One of the most important beverage questions is: coffee or tea? Many people opt for the bean-based drink, full of dairy and often a plethora of flavor shots. Or, if someone doesn't prefer the roasted smoothness of coffee and would rather have iced tea, it's sweetened until it's basically sugar water. My question is: why is everyone so opposed to the beauty of hot tea? There are many benefits including (but not limited to) less caffeine to become addicted to, a decrease in risk for heart attack or stroke, aid in weight loss/bone strength/teeth whitening, loads of antioxidants AND it comes in enough varieties for everyone to find some "bitter leaf water" that fits their tastes.

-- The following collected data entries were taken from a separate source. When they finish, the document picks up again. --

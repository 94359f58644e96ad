//! Ingest flow: archive → plan against stored IDs → embed → vector store.
//!
//! Re-running an ingest only embeds tweets whose IDs are not yet stored,
//! so an interrupted or repeated run never duplicates documents.

use std::collections::HashSet;
use std::path::PathBuf;
use std::time::{Duration, Instant};

use serde::Serialize;
use tracing::{debug, info, instrument, warn};

use tweetrag_shared::{CollectionInfo, Result, RunId, Tweet, TweetRagError};
use tweetrag_storage::Storage;

use crate::models::Embedder;

/// Progress is logged at `info` every this many embedded tweets.
const LOG_EVERY: usize = 5;

/// Number of sample tweets returned by [`ingest`].
const SAMPLE_COUNT: usize = 3;

// ---------------------------------------------------------------------------
// Config & result types
// ---------------------------------------------------------------------------

/// Where to read tweets from.
#[derive(Debug, Clone, PartialEq)]
pub enum IngestSource {
    /// A single markdown archive.
    File(PathBuf),
    /// Every file in `dir` matching `pattern`.
    Directory { dir: PathBuf, pattern: String },
}

/// Configuration for the [`ingest`] flow.
#[derive(Debug, Clone)]
pub struct IngestConfig {
    /// Archive source.
    pub source: IngestSource,
    /// Target collection.
    pub collection: String,
}

/// Tweets split by whether they still need embedding.
#[derive(Debug, Default)]
pub struct IngestPlan {
    /// New tweets, in input order.
    pub to_embed: Vec<Tweet>,
    /// Tweets whose ID is already in the collection.
    pub already_stored: usize,
    /// Repeated IDs within the batch (first occurrence wins).
    pub duplicates: usize,
}

/// Outcome of [`embed_tweets`].
#[derive(Debug, Clone)]
pub struct IngestResult {
    /// Ingest run record.
    pub run_id: RunId,
    /// Collection state after the run.
    pub collection: CollectionInfo,
    /// Tweets handed to the run.
    pub loaded: usize,
    /// Tweets embedded and stored.
    pub embedded: usize,
    /// Tweets already present.
    pub skipped: usize,
    /// Repeated IDs dropped from the batch.
    pub duplicates: usize,
    /// Tweets that failed to embed or store: `(tweet_id, error)`.
    pub failures: Vec<(String, String)>,
    /// Total elapsed time.
    pub elapsed: Duration,
}

impl IngestResult {
    /// Number of failed tweets.
    pub fn failed(&self) -> usize {
        self.failures.len()
    }
}

/// Outcome of [`ingest`]: the run result plus a preview of loaded tweets.
#[derive(Debug, Clone)]
pub struct IngestReport {
    pub result: IngestResult,
    /// Up to three of the loaded tweets.
    pub samples: Vec<Tweet>,
}

/// JSON stats written to the ingest run record.
#[derive(Debug, Serialize)]
struct RunStats {
    loaded: usize,
    embedded: usize,
    skipped: usize,
    duplicates: usize,
    failed: usize,
    elapsed_ms: u128,
}

// ---------------------------------------------------------------------------
// Progress
// ---------------------------------------------------------------------------

/// Progress callback for reporting ingest status.
pub trait ProgressReporter: Send + Sync {
    /// Called when entering a new phase.
    fn phase(&self, name: &str);
    /// Called after each tweet is embedded and stored.
    fn tweet_embedded(&self, tweet_id: &str, current: usize, total: usize);
    /// Called when the run completes.
    fn done(&self, result: &IngestResult);
}

/// No-op progress reporter for headless/test usage.
pub struct SilentProgress;

impl ProgressReporter for SilentProgress {
    fn phase(&self, _name: &str) {}
    fn tweet_embedded(&self, _tweet_id: &str, _current: usize, _total: usize) {}
    fn done(&self, _result: &IngestResult) {}
}

// ---------------------------------------------------------------------------
// Steps
// ---------------------------------------------------------------------------

/// Load tweets from the configured source.
pub fn load_tweets(source: &IngestSource) -> Result<Vec<Tweet>> {
    match source {
        IngestSource::File(path) => tweetrag_archive::load_tweets_from_file(path),
        IngestSource::Directory { dir, pattern } => {
            tweetrag_archive::load_tweets_from_directory(dir, pattern)
        }
    }
}

/// Check the source exists and has the right shape, without reading it.
pub fn check_source(source: &IngestSource) -> Result<()> {
    match source {
        IngestSource::File(path) => tweetrag_archive::check_markdown_file(path),
        IngestSource::Directory { dir, .. } => tweetrag_archive::check_directory(dir),
    }
}

/// Split `tweets` into those that still need embedding and those that don't.
pub fn plan_ingest(existing_ids: &HashSet<String>, tweets: Vec<Tweet>) -> IngestPlan {
    let mut seen: HashSet<String> = HashSet::new();
    let mut plan = IngestPlan::default();

    for tweet in tweets {
        if existing_ids.contains(&tweet.tweet_id) {
            plan.already_stored += 1;
        } else if !seen.insert(tweet.tweet_id.clone()) {
            plan.duplicates += 1;
        } else {
            plan.to_embed.push(tweet);
        }
    }

    plan
}

/// Embed and store every tweet not already in `collection`.
///
/// A tweet that fails is logged and recorded in the result; the run carries
/// on with the rest.
#[instrument(skip_all, fields(collection = %collection, tweets = tweets.len()))]
pub async fn embed_tweets<E: Embedder>(
    embedder: &E,
    storage: &Storage,
    collection: &str,
    tweets: Vec<Tweet>,
    progress: &dyn ProgressReporter,
) -> Result<IngestResult> {
    let start = Instant::now();
    let loaded = tweets.len();

    progress.phase("Opening collection");
    storage
        .get_or_create_collection(collection, embedder.model_name())
        .await?;
    let run_id = storage.insert_ingest_run(collection).await?;

    progress.phase("Checking stored tweets");
    let existing = storage.tweet_ids(collection).await?;
    let plan = plan_ingest(&existing, tweets);
    let total = plan.to_embed.len();

    info!(
        new = total,
        already_stored = plan.already_stored,
        duplicates = plan.duplicates,
        "ingest planned"
    );

    progress.phase("Embedding tweets");
    let mut embedded = 0usize;
    let mut skipped = plan.already_stored;
    let mut failures: Vec<(String, String)> = Vec::new();

    for (i, tweet) in plan.to_embed.iter().enumerate() {
        let current = i + 1;
        match embed_one(embedder, storage, collection, tweet).await {
            Ok(true) => embedded += 1,
            Ok(false) => {
                debug!(tweet_id = %tweet.tweet_id, "tweet stored concurrently, skipped");
                skipped += 1;
            }
            Err(e) => {
                warn!(tweet_id = %tweet.tweet_id, error = %e, "failed to embed tweet");
                failures.push((tweet.tweet_id.clone(), e.to_string()));
            }
        }

        progress.tweet_embedded(&tweet.tweet_id, current, total);
        if current % LOG_EVERY == 0 {
            info!(current, total, "embedding progress");
        }
    }

    let elapsed = start.elapsed();
    let stats = RunStats {
        loaded,
        embedded,
        skipped,
        duplicates: plan.duplicates,
        failed: failures.len(),
        elapsed_ms: elapsed.as_millis(),
    };
    let stats_json = serde_json::to_value(&stats)
        .map_err(|e| TweetRagError::Storage(format!("failed to encode run stats: {e}")))?;
    storage.finish_ingest_run(&run_id, &stats_json).await?;

    let collection_info = storage.get_collection(collection).await?.ok_or_else(|| {
        TweetRagError::Storage(format!("collection '{collection}' disappeared during ingest"))
    })?;

    let result = IngestResult {
        run_id,
        collection: collection_info,
        loaded,
        embedded,
        skipped,
        duplicates: plan.duplicates,
        failures,
        elapsed,
    };

    info!(
        embedded = result.embedded,
        skipped = result.skipped,
        failed = result.failed(),
        documents = result.collection.document_count,
        elapsed_ms = elapsed.as_millis() as u64,
        "ingest complete"
    );
    progress.done(&result);
    Ok(result)
}

/// Run the full ingest: load the archive, then embed what is new.
#[instrument(skip_all, fields(collection = %config.collection))]
pub async fn ingest<E: Embedder>(
    config: &IngestConfig,
    embedder: &E,
    storage: &Storage,
    progress: &dyn ProgressReporter,
) -> Result<IngestReport> {
    progress.phase("Loading archive");
    let tweets = load_tweets(&config.source)?;
    let samples: Vec<Tweet> = tweets.iter().take(SAMPLE_COUNT).cloned().collect();

    let result = embed_tweets(embedder, storage, &config.collection, tweets, progress).await?;
    Ok(IngestReport { result, samples })
}

async fn embed_one<E: Embedder>(
    embedder: &E,
    storage: &Storage,
    collection: &str,
    tweet: &Tweet,
) -> Result<bool> {
    let vector = embedder.embed(&tweet.content).await?;
    storage.insert_tweet(collection, tweet, &vector).await
}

Or shall I say, is their cup of tea.
Let's look at ten tea facts because come on, tea is clearly the superior beverage.
OdyssTEA
It is likely common knowledge that tea was discovered in China with the earliest record dating back to the 2nd century BCE, where emperors in the Han Dynasty drank tea to their hearts content. However, there is surprisingly an origin myth regarding its discovery. The legend says that "Shennong, Emperor of China and inventor of agriculture and Chinese medicine was drinking a bowl of just boiled water due to a decree that his subjects must boil water before drinking it some time around 2737 BC when a few leaves were blown from a nearby tree into his water, changing the color. The emperor took a sip of the brew and was pleasantly surprised by its flavor and restorative properties."
AusTEAlia
The Aboriginal Australians drank an infusion from the plant species Leptospermum (a different plant from the tea plant or camellia sinensis). Upon discovering Australia, Captain Cook noticed the aboriginal peoples drinking it and called it tea. Today the plant is referred to as the "ti tree."
ConsumpTEAn
Tea is the national drink of both Iran and Afghanistan, where green or black tea is prepared with lots of sugar.

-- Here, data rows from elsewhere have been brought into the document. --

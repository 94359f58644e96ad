//! TweetRAG CLI: chat with your own tweet archive.
//!
//! Embeds a markdown tweet export into a local vector store and answers
//! questions about it with a locally running Ollama model.

mod commands;

use clap::Parser;
use color_eyre::eyre::Result;

use commands::Cli;

#[tokio::main]
async fn main() -> Result<()> {
    color_eyre::install()?;
    let cli = Cli::parse();
    commands::init_tracing(&cli);
    commands::run(cli).await
}
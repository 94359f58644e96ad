//! Error types for TweetRAG.
//!
//! Library crates use [`TweetRagError`] via `thiserror`.
//! App crates (cli/tui) wrap this with `color-eyre` for rich diagnostics.

use std::path::PathBuf;

/// Top-level error type for all TweetRAG operations.
#[derive(Debug, thiserror::Error)]
pub enum TweetRagError {
    /// Configuration loading or validation error.
    #[error("config error: {message}")]
    Config { message: String },

    /// Network/HTTP error talking to the model runtime.
    #[error("network error: {0}")]
    Network(String),

    /// Archive or response parsing error.
    #[error("parse error: {message}")]
    Parse { message: String },

    /// Database or vector store error.
    #[error("storage error: {0}")]
    Storage(String),

    /// Embedding or generation model error (bad or empty model output).
    #[error("model error: {0}")]
    Model(String),

    /// Filesystem I/O error.
    #[error("I/O error at {path:?}: {source}")]
    Io {
        path: PathBuf,
        source: std::io::Error,
    },

    /// Input validation error (unsupported file type, dimension mismatch, etc.).
    #[error("validation error: {message}")]
    Validation { message: String },
}

/// Convenience alias used throughout the codebase.
pub type Result<T> = std::result::Result<T, TweetRagError>;

impl TweetRagError {
    /// Create a config error from any displayable message.
    pub fn config(msg: impl Into<String>) -> Self {
        Self::Config {
            message: msg.into(),
        }
    }

    /// Create a parse error from any displayable message.
    pub fn parse(msg: impl Into<String>) -> Self {
        Self::Parse {
            message: msg.into(),
        }
    }

    /// Create a validation error from any displayable message.
    pub fn validation(msg: impl Into<String>) -> Self {
        Self::Validation {
            message: msg.into(),
        }
    }

    /// A request to `url` failed.
    pub fn network(url: impl std::fmt::Display, err: impl std::fmt::Display) -> Self {
        Self::Network(format!("{url}: {err}"))
    }

    /// A collection was opened with a different embedding model than the one
    /// that filled it. Vectors from different models are not comparable.
    pub fn model_mismatch(collection: &str, stored: &str, requested: &str) -> Self {
        Self::validation(format!(
            "collection '{collection}' was built with embedding model '{stored}', not '{requested}'; \
             run `tweetrag reset` to rebuild it with the new model"
        ))
    }

    /// Wrap a `std::io::Error` with a path for context.
    pub fn io(path: impl Into<PathBuf>, source: std::io::Error) -> Self {
        Self::Io {
            path: path.into(),
            source,
        }
    }
}
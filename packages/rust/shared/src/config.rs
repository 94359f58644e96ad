//! Application configuration for TweetRAG.
//!
//! User config lives at `~/.tweetrag/tweetrag.toml`.
//! CLI flags override environment variables, which override config file
//! values, which override defaults.

use std::path::{Path, PathBuf};

use serde::{Deserialize, Serialize};
use url::Url;

use crate::error::{Result, TweetRagError};

/// Default configuration file name.
const CONFIG_FILE_NAME: &str = "tweetrag.toml";

/// Default config directory name under the user's home.
const CONFIG_DIR_NAME: &str = ".tweetrag";

/// Env var overriding `[ollama].base_url` (same name the Ollama CLI reads).
pub const OLLAMA_HOST_ENV: &str = "OLLAMA_HOST";

/// Env var overriding `[ollama].embedding_model`.
pub const EMBEDDING_MODEL_ENV: &str = "TWEETRAG_EMBEDDING_MODEL";

/// Env var overriding `[ollama].generation_model`.
pub const GENERATION_MODEL_ENV: &str = "TWEETRAG_GENERATION_MODEL";

/// Placeholder replaced with the retrieved tweets in a prompt template.
pub const CONTEXT_PLACEHOLDER: &str = "{context}";

/// Placeholder replaced with the user's question in a prompt template.
pub const QUESTION_PLACEHOLDER: &str = "{question}";

// ---------------------------------------------------------------------------
// Config structs (matching tweetrag.toml schema)
// ---------------------------------------------------------------------------

/// Top-level application config, deserialized from TOML.
#[derive(Debug, Clone, Default, Serialize, Deserialize)]
pub struct AppConfig {
    /// Global defaults.
    #[serde(default)]
    pub defaults: DefaultsConfig,

    /// Ollama runtime settings.
    #[serde(default)]
    pub ollama: OllamaConfig,

    /// Prompt settings.
    #[serde(default)]
    pub prompt: PromptConfig,
}

/// `[defaults]` section.
#[derive(Debug, Clone, Serialize, Deserialize)]
pub struct DefaultsConfig {
    /// Path to the vector database file.
    #[serde(default = "default_db_path")]
    pub db_path: String,

    /// Directory scanned by `ingest` when no file is given.
    #[serde(default = "default_tweets_dir")]
    pub tweets_dir: String,

    /// File name pattern for directory ingestion.
    #[serde(default = "default_file_pattern")]
    pub file_pattern: String,

    /// Vector collection name.
    #[serde(default = "default_collection")]
    pub collection: String,

    /// Number of similar tweets fed to the generator as context.
    #[serde(default = "default_context_tweets")]
    pub context_tweets: usize,
}

impl Default for DefaultsConfig {
    fn default() -> Self {
        Self {
            db_path: default_db_path(),
            tweets_dir: default_tweets_dir(),
            file_pattern: default_file_pattern(),
            collection: default_collection(),
            context_tweets: default_context_tweets(),
        }
    }
}

fn default_db_path() -> String {
    "~/.tweetrag/tweets.db".into()
}
fn default_tweets_dir() -> String {
    "data".into()
}
fn default_file_pattern() -> String {
    "*.md".into()
}
fn default_collection() -> String {
    "tweets".into()
}
fn default_context_tweets() -> usize {
    3
}

/// `[ollama]` section.
#[derive(Debug, Clone, Serialize, Deserialize)]
pub struct OllamaConfig {
    /// Base URL of the Ollama HTTP API.
    #[serde(default = "default_base_url")]
    pub base_url: String,

    /// Model used for tweet and query embeddings.
    #[serde(default = "default_embedding_model")]
    pub embedding_model: String,

    /// Model used for answer generation.
    #[serde(default = "default_generation_model")]
    pub generation_model: String,

    /// Per-request timeout. Generation on CPU can be slow.
    #[serde(default = "default_timeout_secs")]
    pub timeout_secs: u64,
}

impl Default for OllamaConfig {
    fn default() -> Self {
        Self {
            base_url: default_base_url(),
            embedding_model: default_embedding_model(),
            generation_model: default_generation_model(),
            timeout_secs: default_timeout_secs(),
        }
    }
}

fn default_base_url() -> String {
    "http://localhost:11434".into()
}
fn default_embedding_model() -> String {
    "mxbai-embed-large".into()
}
fn default_generation_model() -> String {
    "llama2".into()
}
fn default_timeout_secs() -> u64 {
    120
}

/// `[prompt]` section.
#[derive(Debug, Clone, Default, Serialize, Deserialize)]
pub struct PromptConfig {
    /// Custom prompt template; must contain `{context}` and `{question}`.
    #[serde(default, skip_serializing_if = "Option::is_none")]
    pub template: Option<String>,
}

// ---------------------------------------------------------------------------
// Runtime config (merged from config + env + CLI flags)
// ---------------------------------------------------------------------------

/// Runtime model configuration after file, env and CLI flags are merged.
#[derive(Debug, Clone)]
pub struct ModelConfig {
    /// Ollama API base URL.
    pub base_url: Url,
    /// Embedding model name.
    pub embedding_model: String,
    /// Generation model name.
    pub generation_model: String,
    /// Request timeout in seconds.
    pub timeout_secs: u64,
}

impl TryFrom<&AppConfig> for ModelConfig {
    type Error = TweetRagError;

    fn try_from(config: &AppConfig) -> Result<Self> {
        Ok(Self {
            base_url: parse_base_url(&config.ollama.base_url)?,
            embedding_model: config.ollama.embedding_model.clone(),
            generation_model: config.ollama.generation_model.clone(),
            timeout_secs: config.ollama.timeout_secs,
        })
    }
}

/// Port the Ollama server listens on by default.
pub const DEFAULT_OLLAMA_PORT: u16 = 11434;

/// Parse and check an Ollama base URL.
///
/// Bare `host` or `host:port` values (as accepted by `OLLAMA_HOST`) get an
/// `http://` scheme, and the Ollama port when none is given. A URL with an
/// explicit scheme keeps that scheme's default port.
pub fn parse_base_url(raw: &str) -> Result<Url> {
    let invalid = |e: &dyn std::fmt::Display| {
        TweetRagError::config(format!("invalid Ollama base URL '{raw}': {e}"))
    };

    let url = if raw.contains("://") {
        Url::parse(raw).map_err(|e| invalid(&e))?
    } else {
        let mut url = Url::parse(&format!("http://{raw}")).map_err(|e| invalid(&e))?;
        if !has_explicit_port(raw) {
            url.set_port(Some(DEFAULT_OLLAMA_PORT))
                .map_err(|()| invalid(&"host cannot carry a port"))?;
        }
        url
    };

    match url.scheme() {
        "http" | "https" => Ok(url),
        other => Err(invalid(&format!("unsupported scheme '{other}'"))),
    }
}

/// Whether a scheme-less `host[:port][/path]` names a port.
fn has_explicit_port(raw: &str) -> bool {
    let authority = raw.split('/').next().unwrap_or(raw);
    authority
        .rsplit_once(':')
        .is_some_and(|(_, port)| !port.is_empty() && port.bytes().all(|b| b.is_ascii_digit()))
}

// ---------------------------------------------------------------------------
// Config loading
// ---------------------------------------------------------------------------

/// Get the path to the config directory (`~/.tweetrag/`).
pub fn config_dir() -> Result<PathBuf> {
    let home = dirs::home_dir()
        .ok_or_else(|| TweetRagError::config("could not determine home directory"))?;
    Ok(home.join(CONFIG_DIR_NAME))
}

/// Get the path to the config file (`~/.tweetrag/tweetrag.toml`).
pub fn config_file_path() -> Result<PathBuf> {
    Ok(config_dir()?.join(CONFIG_FILE_NAME))
}

/// Load the application config from disk and apply environment overrides.
/// Returns defaults if the file does not exist.
pub fn load_config() -> Result<AppConfig> {
    let path = config_file_path()?;

    let mut config = if path.exists() {
        load_config_from(&path)?
    } else {
        tracing::debug!(?path, "config file not found, using defaults");
        AppConfig::default()
    };

    apply_env_overrides(&mut config, |name| std::env::var(name).ok());
    Ok(config)
}

/// Load the application config from a specific file path.
pub fn load_config_from(path: &Path) -> Result<AppConfig> {
    let content = std::fs::read_to_string(path).map_err(|e| TweetRagError::io(path, e))?;

    toml::from_str(&content)
        .map_err(|e| TweetRagError::config(format!("failed to parse {}: {e}", path.display())))
}

/// Apply environment overrides using `lookup` to read variables.
pub fn apply_env_overrides(config: &mut AppConfig, lookup: impl Fn(&str) -> Option<String>) {
    let non_empty = |name: &str| lookup(name).filter(|v| !v.trim().is_empty());

    if let Some(host) = non_empty(OLLAMA_HOST_ENV) {
        config.ollama.base_url = host;
    }
    if let Some(model) = non_empty(EMBEDDING_MODEL_ENV) {
        config.ollama.embedding_model = model;
    }
    if let Some(model) = non_empty(GENERATION_MODEL_ENV) {
        config.ollama.generation_model = model;
    }
}

/// Create the config directory and write a default config file.
/// Returns the path to the created file.
pub fn init_config() -> Result<PathBuf> {
    let dir = config_dir()?;
    std::fs::create_dir_all(&dir).map_err(|e| TweetRagError::io(&dir, e))?;

    let path = dir.join(CONFIG_FILE_NAME);
    let config = AppConfig::default();
    let content =
        toml::to_string_pretty(&config).map_err(|e| TweetRagError::config(e.to_string()))?;

    std::fs::write(&path, content).map_err(|e| TweetRagError::io(&path, e))?;
    tracing::info!(?path, "created default config file");

    Ok(path)
}

/// Expand a leading `~/` to the user's home directory.
pub fn expand_home(path: &str) -> PathBuf {
    match path.strip_prefix("~/") {
        Some(rest) => dirs::home_dir()
            .map(|home| home.join(rest))
            .unwrap_or_else(|| PathBuf::from(path)),
        None => PathBuf::from(path),
    }
}

/// Check that the resolved config is usable before talking to Ollama.
pub fn validate_config(config: &AppConfig) -> Result<()> {
    parse_base_url(&config.ollama.base_url)?;

    if config.defaults.context_tweets == 0 {
        return Err(TweetRagError::config(
            "defaults.context_tweets must be at least 1",
        ));
    }

    if config.ollama.embedding_model.trim().is_empty() {
        return Err(TweetRagError::config("ollama.embedding_model is empty"));
    }
    if config.ollama.generation_model.trim().is_empty() {
        return Err(TweetRagError::config("ollama.generation_model is empty"));
    }

    if let Some(template) = &config.prompt.template {
        validate_template(template)?;
    }

    Ok(())
}

/// A prompt template must mention both placeholders.
pub fn validate_template(template: &str) -> Result<()> {
    for placeholder in [CONTEXT_PLACEHOLDER, QUESTION_PLACEHOLDER] {
        if !template.contains(placeholder) {
            return Err(TweetRagError::config(format!(
                "prompt template is missing the {placeholder} placeholder"
            )));
        }
    }
    Ok(())
}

The U.K. is surprisingly not the biggest tea consuming country—Ireland is (per capita anyway)!
Overall, tea is the most consumed beverage globally, besides water.
An English AfTEArnoon
One of Queen Victoria’s ladies in waiting, the Duchess of Bedford, is usually credited with the idea of “English Afternoon Tea.” The British invented two kinds of afternoon tea: “Low tea,” or afternoon tea served on a low “tea table,” and “high tea,” which is served on a “high” dining room table.
Tearoom for Two?
In 1884, the Aerated Bread Company turned one of their unused rooms into a tearoom. The idea was extremely popular. Tearooms gave a woman a proper place to gather outside the house without a male escort and keep her reputation intact.
UniversTEAlity
All tea is made from the leaf of the plant Camellia sinensis.The specific types of tea are made by processing the tea leaves differently.
Cold as Ice
It has been said that iced tea was invented at the 1904 St. Louis World’s Fair by an Englishman named Richard Blechynden, where it was so hot, tea wasn’t selling. Richard had the idea of pouring it over ice and it was an instant success.

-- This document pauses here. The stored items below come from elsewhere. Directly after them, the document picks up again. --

#[cfg(test)]
mod tests {
    use super::*;

    #[test]
    fn exit_commands_are_case_insensitive() {
        assert!(is_exit_command("quit"));
        assert!(is_exit_command("  EXIT "));
        assert!(is_exit_command("Q"));
        assert!(!is_exit_command("quite"));
        assert!(!is_exit_command(""));
    }

    #[test]
    fn flags_override_config() {
        let cli = Cli::try_parse_from([
            "tweetrag",
            "--collection",
            "archive2009",
            "--generation-model",
            "mistral",
            "ask",
            "what?",
        ])
        .unwrap();

        let mut config = AppConfig::default();
        apply_cli_overrides(&mut config, &cli);
        assert_eq!(config.defaults.collection, "archive2009");
        assert_eq!(config.ollama.generation_model, "mistral");
        assert_eq!(config.ollama.embedding_model, "mxbai-embed-large");
    }

    #[test]
    fn global_flags_accepted_after_subcommand() {
        let cli = Cli::try_parse_from(["tweetrag", "search", "rails", "-k", "2", "--db", "x.db"])
            .unwrap();
        assert_eq!(cli.db.as_deref(), Some(Path::new("x.db")));
        match cli.command {
            Command::Search { query, n_results } => {
                assert_eq!(query, "rails");
                assert_eq!(n_results, 2);
            }
            _ => panic!("expected search"),
        }
    }

    #[test]
    fn ingest_source_defaults_to_tweets_dir() {
        let config = AppConfig::default();
        assert_eq!(
            ingest_source(&config, None, None, None),
            IngestSource::Directory {
                dir: PathBuf::from("data"),
                pattern: "*.md".into()
            }
        );
        assert_eq!(
            ingest_source(&config, Some("a.md".into()), None, None),
            IngestSource::File(PathBuf::from("a.md"))
        );
    }

    #[test]
    fn file_and_dir_conflict() {
        assert!(
            Cli::try_parse_from(["tweetrag", "ingest", "--file", "a.md", "--dir", "data"]).is_err()
        );
    }
}
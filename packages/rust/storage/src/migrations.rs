//! SQL migration definitions for the TweetRAG vector store.
//!
//! Migrations are applied in order on database open. Each migration has a
//! version number and a batch of SQL statements.

/// A database migration with a version and SQL statements.
pub(crate) struct Migration {
    pub version: u32,
    pub description: &'static str,
    pub sql: &'static str,
}

/// All migrations, in ascending version order.
pub(crate) fn all_migrations() -> Vec<Migration> {
    vec![Migration {
        version: 1,
        description: "Initial schema: collections, tweets (vector32 embeddings), ingest_runs",
        sql: r#"
-- Schema version tracking
CREATE TABLE IF NOT EXISTS schema_migrations (
    version    INTEGER PRIMARY KEY,
    applied_at TEXT NOT NULL DEFAULT (datetime('now'))
);

-- Named vector collections; dimension is NULL until the first insert
CREATE TABLE IF NOT EXISTS collections (
    name            TEXT PRIMARY KEY,
    embedding_model TEXT NOT NULL,
    dimension       INTEGER,
    created_at      TEXT NOT NULL,
    updated_at      TEXT NOT NULL
);

-- Tweets with their embedding stored as a libSQL f32 vector blob
CREATE TABLE IF NOT EXISTS tweets (
    collection  TEXT NOT NULL REFERENCES collections(name) ON DELETE CASCADE,
    tweet_id    TEXT NOT NULL,
    content     TEXT NOT NULL,
    embedding   BLOB NOT NULL,
    length      INTEGER NOT NULL,
    timestamp   TEXT,
    posted_at   TEXT,
    url         TEXT,
    author      TEXT,
    source_file TEXT NOT NULL,
    format      TEXT NOT NULL,
    created_at  TEXT NOT NULL,
    PRIMARY KEY (collection, tweet_id)
);

CREATE INDEX IF NOT EXISTS idx_tweets_collection ON tweets(collection);

-- Ingest run history
CREATE TABLE IF NOT EXISTS ingest_runs (
    id          TEXT PRIMARY KEY,
    collection  TEXT NOT NULL REFERENCES collections(name) ON DELETE CASCADE,
    started_at  TEXT NOT NULL,
    finished_at TEXT,
    stats_json  TEXT
);

CREATE INDEX IF NOT EXISTS idx_ingest_runs_collection ON ingest_runs(collection);

INSERT INTO schema_migrations (version) VALUES (1);
"#,
    }]
}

However, Richard wasn’t the first person to create iced tea. A recipe for iced tea can actually be found in Housekeeping in Old Virginia by Marion Cabell Tyree, published in 1877.
AccTEAdent?
Apparently, tea bags were invented in 1908 in the United States by Thomas Sullivan. He created small silk bags to give samples of tea to his customers. Some of them thought that the bags were supposed to be put directly in the tea pot, like a metal infuser, rather than emptied out. Thus, the tea bag was created by accident!
PopulariTEA
Bubble tea began in Taiwain in the 1980s. It was originally made with black tea, tapioca pearls, condensed milk, and honey. It's not as new as it seems!
TEAxpensive!
The most expensive tea in the world is grown in the mountains of Ya’An in the Sichuan province of China. Workers fertilize the tea bushes using the waste from local pandas whose bodies take in only a small amount of nutrients from the food they eat. The tea costs the equivalent of around $200 for a small cup.